Defining Government Social Media

First Amendment protections apply only in a government forum. They don’t apply to a private person’s or a private organization’s Facebook page. While this may seem obvious, electronic forums can be difficult to categorize. Indeed, the two cases discussed here used slightly different standards to arrive at the conclusion that the social media accounts were government forums. Both courts rejected the government’s argument that the platforms they were using were privately owned. The Trump case focused on the President’s use of Twitter to conduct official business:

Even though Twitter is privately owned, the court had no difficulty concluding that @realDonaldTrump is controlled by the President and his employee, Daniel Scavino who had access to the account, and that the President uses it for governmental purposes. Evidence supporting this conclusion included:

1) The account is presented as being registered to Donald J. Trump, 45th President of the United States of America,
2) His tweets are official records that must be preserved under the Presidential Records Act, and
3) The account has been used in the course of the appointment of officers, the removal of officers, and the conduct of foreign policy.

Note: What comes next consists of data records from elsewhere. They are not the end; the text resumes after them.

use chrono::{DateTime, Utc};
use serde::{Deserialize, Serialize};
use serde_json::Value;

#[derive(Debug, Clone, Copy, PartialEq, Eq, Hash, Serialize, Deserialize)]
#[serde(rename_all = "snake_case")]
pub enum SpanKind {
    LlmCall,
    ToolCall,
    HitlGate,
    Synthesis,
}

#[derive(Debug, Clone, Copy, PartialEq, Eq, Hash, Serialize, Deserialize)]
#[serde(rename_all = "snake_case")]
pub enum TokenSource {
    Exact,
    Estimated,
}

/// One immutable line of the span log.
#[derive(Debug, Clone, Serialize, Deserialize)]
pub struct Span {
    pub span_id: String,
    pub trace_id: String,
    pub task_id: String,
    pub run_id: String,
    pub kind: SpanKind,
    #[serde(default, skip_serializing_if = "Option::is_none")]
    pub name: Option<String>,
    #[serde(default, skip_serializing_if = "Option::is_none")]
    pub role_id: Option<String>,
    #[serde(default, skip_serializing_if = "Option::is_none")]
    pub model: Option<String>,
    #[serde(default, skip_serializing_if = "Option::is_none")]
    pub tool_name: Option<String>,
    #[serde(default, skip_serializing_if = "Option::is_none")]
    pub args_hash: Option<String>,
    pub success: bool,
    pub latency_ms: u64,
    #[serde(default, skip_serializing_if = "Option::is_none")]
    pub tokens: Option<u64>,
    #[serde(default, skip_serializing_if = "Option::is_none")]
    pub token_source: Option<TokenSource>,
    pub started_at: DateTime<Utc>,
    pub ended_at: DateTime<Utc>,
    #[serde(default)]
    pub metadata: serde_json::Map<String, Value>,
}
//! Out-of-band cleanup: zombie runs, ghost runs and administrative purges.

use chrono::{DateTime, Duration, Utc};
use serde::Serialize;
use serde_json::json;
use tracing::Level;

use mctl_observability::{emit_event, ObservabilityEvent, ProcessKind};
use mctl_types::{RunStatus, TaskStatus};

use crate::{MissionControl, MissionResult, PurgeReport, StoreState};

const ZOMBIE_REPORT: &str = "marked failed by zombie cleanup: no progress within the stale window";

#[derive(Debug, Clone, Default, PartialEq, Eq, Serialize)]
pub struct MaintenanceReport {
    pub zombie_tasks: Vec<String>,
    pub zombie_runs: usize,
    pub ghost_runs: usize,
}

impl MaintenanceReport {
    pub fn is_empty(&self) -> bool {
        self.zombie_tasks.is_empty() && self.zombie_runs == 0 && self.ghost_runs == 0
    }
}

#[derive(Debug, Clone, Serialize)]
pub struct PurgeSummary {
    pub task_id: String,
    #[serde(flatten)]
    pub records: PurgeReport,
    pub artifacts: usize,
}

/// Fails `in_execution` tasks untouched since `cutoff`, along with their running runs.
/// Returns the ids of the failed tasks and the number of runs closed.
pub fn sweep_zombies(
    state: &mut StoreState,
    cutoff: DateTime<Utc>,
    now: DateTime<Utc>,
) -> MissionResult<(Vec<String>, usize)> {
    let mut stale = state
        .tasks
        .values()
        .filter(|task| task.status == TaskStatus::InExecution && task.updated_at < cutoff)
        .map(|task| task.id.clone())
        .collect::<Vec<_>>();
    stale.sort();

    let mut runs = 0;
    for id in &stale {
        state.transition(id, TaskStatus::Failed, now)?;
        for run in state.runs.values_mut() {
            if run.task_id == *id && run.status == RunStatus::Running {
                run.status = RunStatus::Failed;
                run.ended_at = Some(now);
                run.error_message.get_or_insert_with(|| ZOMBIE_REPORT.to_string());
                runs += 1;
            }
        }
    }
    Ok((stale, runs))
}

/// Archives open runs whose task is terminal or gone.
pub fn reconcile_ghost_runs(state: &mut StoreState, now: DateTime<Utc>) -> usize {
    let mut archived = 0;
    let tasks = &state.tasks;
    for run in state.runs.values_mut() {
        if !run.status.is_open() {
            continue;
        }
        let orphaned = tasks
            .get(&run.task_id)
            .map_or(true, |task| task.status.is_terminal());
        if orphaned {
            run.status = RunStatus::Archived;
            run.ended_at = Some(now);
            archived += 1;
        }
    }
    archived
}

impl MissionControl {
    /// One zombie + ghost sweep using the configured stale window.
    pub async fn run_maintenance(&self) -> MissionResult<MaintenanceReport> {
        let stale_secs = self.config.get().await.execution.zombie_stale_secs;
        let now = Utc::now();
        let stale = i64::try_from(stale_secs).unwrap_or(i64::MAX).min(i64::MAX / 1000);
        let cutoff = now - Duration::seconds(stale);
        let report = self
            .storage
            .transact(move |state| {
                let (zombie_tasks, zombie_runs) = sweep_zombies(state, cutoff, now)?;
                let ghost_runs = reconcile_ghost_runs(state, now);
                Ok(MaintenanceReport {
                    zombie_tasks,
                    zombie_runs,
                    ghost_runs,
                })
            })
            .await?;

        if report.is_empty() {
            tracing::debug!("maintenance sweep found nothing");
            return Ok(report);
        }
        for task_id in &report.zombie_tasks {
            emit_event(
                Level::WARN,
                ProcessKind::Engine,
                ObservabilityEvent::new("maintenance", "zombie.failed")
                    .task(task_id)
                    .status("failed")
                    .error_code("ZOMBIE_RUN"),
            );
        }
        tracing::info!(
            zombie_tasks = report.zombie_tasks.len(),
            zombie_runs = report.zombie_runs,
            ghost_runs = report.ghost_runs,
            "maintenance sweep applied"
        );
        self.event_bus.emit(
            "maintenance.swept",
            serde_json::to_value(&report).unwrap_or_else(|_| json!({})),
        );
        Ok(report)
    }

    /// Deletes a task with every record and artifact that references it.
    pub async fn purge_task(&self, task_id: &str) -> MissionResult<PurgeSummary> {
        let id = task_id.to_string();
        let records = self
            .storage
            .transact(move |state| state.purge_task(&id))
            .await?;
        let artifacts = match self.artifacts.remove_for_task(task_id).await {
            Ok(count) => count,
            Err(err) => {
                tracing::warn!(task_id, "artifact cleanup failed: {err:#}");
                0
            }
        };
        emit_event(
            Level::WARN,
            ProcessKind::Engine,
            ObservabilityEvent::new("maintenance", "task.purged")
                .task(task_id)
                .status("purged"),
        );
        self.event_bus.emit(
            "task.purged",
            json!({"taskID": task_id, "runs": records.runs, "artifacts": artifacts}),
        );
        Ok(PurgeSummary {
            task_id: task_id.to_string(),
            records,
            artifacts,
        })
    }
}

The Davison case focused on the federal statute governing remedies for civil rights violations (42 U.S.C. § 1983) which applies to individuals acting “under color of state law.” The analysis, however, involves the same factors:

Randall created and administered the Chair’s Facebook Page to further her duties as a municipal official. She used the Chair’s Facebook Page “as a tool of governance,”… through the Chair’s Facebook Page, Randall provides information to the public about her and the Loudoun Board’s official activities and solicits input from the public on policy issues she and the Loudoun Board confront.

Another factor used in these and other cases is whether public resources, including employees or government-funded IT infrastructure, are used to support the social media platform and content. As described in Davison v. Randall:

The Davison [district] court found the following dispositive: (1) the social media page’s obvious public, not private, purpose (defendant’s election to public office and subsequent use as “a tool of governance”); (2) defendant’s use of government resources, including government employees, to maintain the page; (3) the connection between defendant’s official newsletters and the page; and (4) defendant’s efforts to “swathe” the page “in the trappings of her office.”

Be Intentional When Using Social Media

The takeaway from these cases for government officials is pretty clear: Whether it’s Twitter, Facebook, or just an old fashion website, if you control it, and are actually using it to transact public business, you should assume that it will be classified as governmental and viewpoint discrimination will be prohibited. On the other hand, if the purpose of the platform is clearly for the exclusive, one-way communication by the government, with no option for general comment, the forum analysis does not apply. Your platform should be clear about its purpose and you should adhere to any rules that are set out for its use. If public interaction is allowed on the platform, make sure there are clear rules for participation.

Public officials use social media for both governmental purposes and for political purposes. Many public officials may not recognize the significance of mixing government business and political communication. Indeed, it’s often difficult to distinguish between the two. This can create problems beyond First Amendment violations, such as violations of campaign finance laws, public records and records retention requirements, and restrictions on use of public funds for political or other private purposes. Rather than leave it to the courts to define, public officials should be explicit about the purposes and rules they intend for their entry into the digital marketplace of ideas.